Vor allem der Auspuff sorgt dafür, dass sich die Lärmbelästigung beim Autofahren in Grenzen hält. Wer seinen Wagen einem Tuning unterzieht, macht sein Auto absichtlich lauter, indem am schalldämpfenden Motor herummanipuliert wird. Wer es zu arg treibt, dem kann die Verkehrslärmschutzverordnung allerdings die Angeberei untersagen.

Eine andere Möglichkeit, für ordentlich Krach - und auch für Ärger - zu sorgen, ist die Fahrweise. Denn sobald ein Fahrer ordentlich aufs Gaspedal tritt beziehungsweise eine höheren Drehzahlbereich erreicht, wird der Wagen laut. Manch einer erhofft sich dadurch wohl eine erhöhte Aufmerksamkeit seiner Mitmenschen. Doch kann solchen Autoposern das Fahren im Stadtgebiet untersagt werden?  

Ja, kann es, wie das Verwaltungsgericht (VG) Mannheim urteilt (Az.: 1 K 4344/17). In dem verhandelten Fall berief sich die Stadt Mannheim auf Paragraf 30 Absatz 1 der Straßenverkehrsordnung (StVO), der es verbietet, bei der Benutzung von Fahrzeugen unnötigen Lärm und vermeidbare Abgasbelästigungen hervorzurufen. Betroffen hiervon war ein Jaguar-F-Type Fahrer, der innerhalb von zwei Jahren 14 Mal durch Bürger der Mannheimer Innenstadt bei der Polizei gemeldet worden, weil diese sich durch Lärm wegen dessen Auto-Nutzung gestört fühlten. Auch örtliche Polizeidienststellen hatten mehrmals von Amts wegen das Fahrzeug gemeldet.  

Der Anwohner geht vor

Dem Mann wurde unter anderem vorgeworfen, nachts während einer Rotlichtphase "unnötig Gas" gegeben zu haben, "mit durchdrehenden Rädern" und "laut aufheulendem Motor" unterwegs gewesen zu sein und "übermäßig stark beschleunigt" zu haben. Diese Fahrweise wollte ihm die Stadt untersagen, wogegen sich der Delinquent mit einer Klage wehrte.

Die blieb allerdings ohne Erfolg.
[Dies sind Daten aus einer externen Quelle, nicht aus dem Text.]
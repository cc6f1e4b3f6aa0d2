//! Failures talking to the browser over the DevTools protocol.

use thiserror::Error;

#[derive(Debug, Error)]
pub enum CdpError {
    /// The `/json/version` lookup got no answer.
    #[error("Chrome is not reachable at {0}; launch it with --remote-debugging-port=9222")]
    ChromeNotAvailable(String),

    #[error("Could not open the DevTools socket: {0}")]
    ConnectionFailed(String),

    /// Socket failure after the handshake.
    #[error("DevTools socket error: {0}")]
    WebSocket(String),

    /// Tab listing over HTTP failed.
    #[error("DevTools endpoint request failed: {0}")]
    Http(String),

    #[error("No matching tab: {0}")]
    TabNotFound(String),

    /// The browser answered a command with an error object.
    #[error("Browser rejected the command: {message} (code {code})")]
    Protocol { code: i64, message: String },

    /// A script evaluated in the tab threw.
    #[error("Page script threw: {0}")]
    ScriptThrew(String),

    /// Carries the method name.
    #[error("No reply to {0} in time")]
    NoReply(String),

    #[error("DevTools connection closed")]
    SessionClosed,

    #[error("Malformed DevTools message: {0}")]
    Serialization(#[from] serde_json::Error),

    #[error("Unexpected reply from the browser: {0}")]
    InvalidResponse(String),
}

impl From<tokio_tungstenite::tungstenite::Error> for CdpError {
    fn from(e: tokio_tungstenite::tungstenite::Error) -> Self {
        CdpError::WebSocket(e.to_string())
    }
}

impl From<reqwest::Error> for CdpError {
    fn from(e: reqwest::Error) -> Self {
        CdpError::Http(e.to_string())
    }
}
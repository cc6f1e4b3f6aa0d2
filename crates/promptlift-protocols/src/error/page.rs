//! Page adapter errors.

use thiserror::Error;

#[derive(Debug, Clone, Error, PartialEq, Eq)]
pub enum PageError {
    /// The current page URL matches no registered site.
    #[error("Site not supported: {0}")]
    SiteUnsupported(String),

    /// The site is known but its prompt input is not in the document (yet).
    #[error("Prompt input field not found on {0}")]
    ElementNotFound(String),

    /// The input was found but the write or its change signal failed.
    #[error("Could not set prompt text: {0}")]
    WriteRejected(String),
}

impl PageError {
    /// Whether the page may simply not have finished rendering.
    pub fn is_not_ready(&self) -> bool {
        matches!(self, PageError::ElementNotFound(_))
    }
}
Laut Urteil des VG kann durch ein Fahrzeug verursachter Lärm insbesondere dann verboten werden, wenn dieser - wie im Fall des Autoposers - durch das Hochjagen des Motors im Leerlauf, hochtouriges Fahren in niedrigen Gängen, sehr starkes Beschleunigen mit durchdrehenden Reifen, plötzliches Abbremsen mit einhergehendem Reifenquietschen und hohe lärmverursachende Kurvengeschwindigkeiten hervorgerufen werde. In der Regel würden zusammen mit den genannten unnötigen Lärmbelästigungen auch vermeidbare Abgasbelästigungen auftreten.

Die in Paragraf 30 Absatz 1 StVO enthaltenen Verbote knüpften dabei nicht an die Beschaffenheit des Fahrzeugs, sondern an ein Verhalten des Fahrzeugführers an. Ein Verstoß gegen die StVO könne deshalb auch dann vorliegen, wenn das Fahrzeug eigentlich zum Verkehr zugelassen sei.
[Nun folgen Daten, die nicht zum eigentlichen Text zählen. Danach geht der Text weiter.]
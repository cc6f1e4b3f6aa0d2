//! Supported sites and the change signal each one uses.

use promptlift_protocols::{PageError, PromptText};

use crate::adapter::SiteAdapter;
use crate::document::{Document, NodeId};
use crate::signal::ChangeSignal;

/// An adapter paired with its change signal.
#[derive(Debug, Clone, PartialEq, Eq)]
pub struct RegisteredSite {
    pub adapter: SiteAdapter,
    pub signal: ChangeSignal,
}

impl RegisteredSite {
    pub fn new(adapter: SiteAdapter) -> Self {
        Self {
            adapter,
            signal: ChangeSignal::default(),
        }
    }

    /// Locate the input or fail with `ElementNotFound`.
    pub fn require_input(&self, doc: &Document) -> Result<NodeId, PageError> {
        self.adapter.locate(doc).ok_or_else(|| {
            PageError::ElementNotFound(format!(
                "{} input ({})",
                self.adapter.display_name(),
                self.adapter.locator().css()
            ))
        })
    }

    pub fn read(&self, doc: &Document) -> Result<PromptText, PageError> {
        let node = self.require_input(doc)?;
        Ok(self.adapter.read(doc, node))
    }

    /// Replace the input's text and fire the change signal.
    pub fn write(&self, doc: &mut Document, text: &str) -> Result<NodeId, PageError> {
        let node = self.require_input(doc)?;
        self.adapter
            .replace_content(doc, node, text)
            .map_err(|e| PageError::WriteRejected(e.to_string()))?;
        self.signal.fire(doc, node)?;
        Ok(node)
    }
}

/// Ordered set of supported sites.
#[derive(Debug, Clone)]
pub struct SiteRegistry {
    sites: Vec<RegisteredSite>,
}

impl Default for SiteRegistry {
    fn default() -> Self {
        Self {
            sites: SiteAdapter::ALL.into_iter().map(RegisteredSite::new).collect(),
        }
    }
}

impl SiteRegistry {
    pub fn new() -> Self {
        Self::default()
    }

    /// Override the change signal used for `adapter`.
    pub fn with_signal(mut self, adapter: SiteAdapter, signal: ChangeSignal) -> Self {
        if let Some(site) = self.sites.iter_mut().find(|s| s.adapter == adapter) {
            site.signal = signal;
        }
        self
    }

    pub fn sites(&self) -> &[RegisteredSite] {
        &self.sites
    }

    pub fn get(&self, adapter: SiteAdapter) -> Option<&RegisteredSite> {
        self.sites.iter().find(|s| s.adapter == adapter)
    }

    /// Site serving `url`, or `SiteUnsupported`.
    pub fn resolve(&self, url: &str) -> Result<&RegisteredSite, PageError> {
        self.sites
            .iter()
            .find(|s| s.adapter.matches(url))
            .ok_or_else(|| PageError::SiteUnsupported(url.to_string()))
    }
}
Das persönliche Bedürfnis des Klägers, mit seinem Auto zu "posen", habe im Rahmen der Gesamtbeurteilung außer Betracht zu bleiben oder jedenfalls hinter die schutzwürdigen Belange der Anwohner in der Innenstadt, vor lautem Fahrzeuglärm weitestgehend geschützt zu werden, zurückzutreten, befand denn auch das Gericht.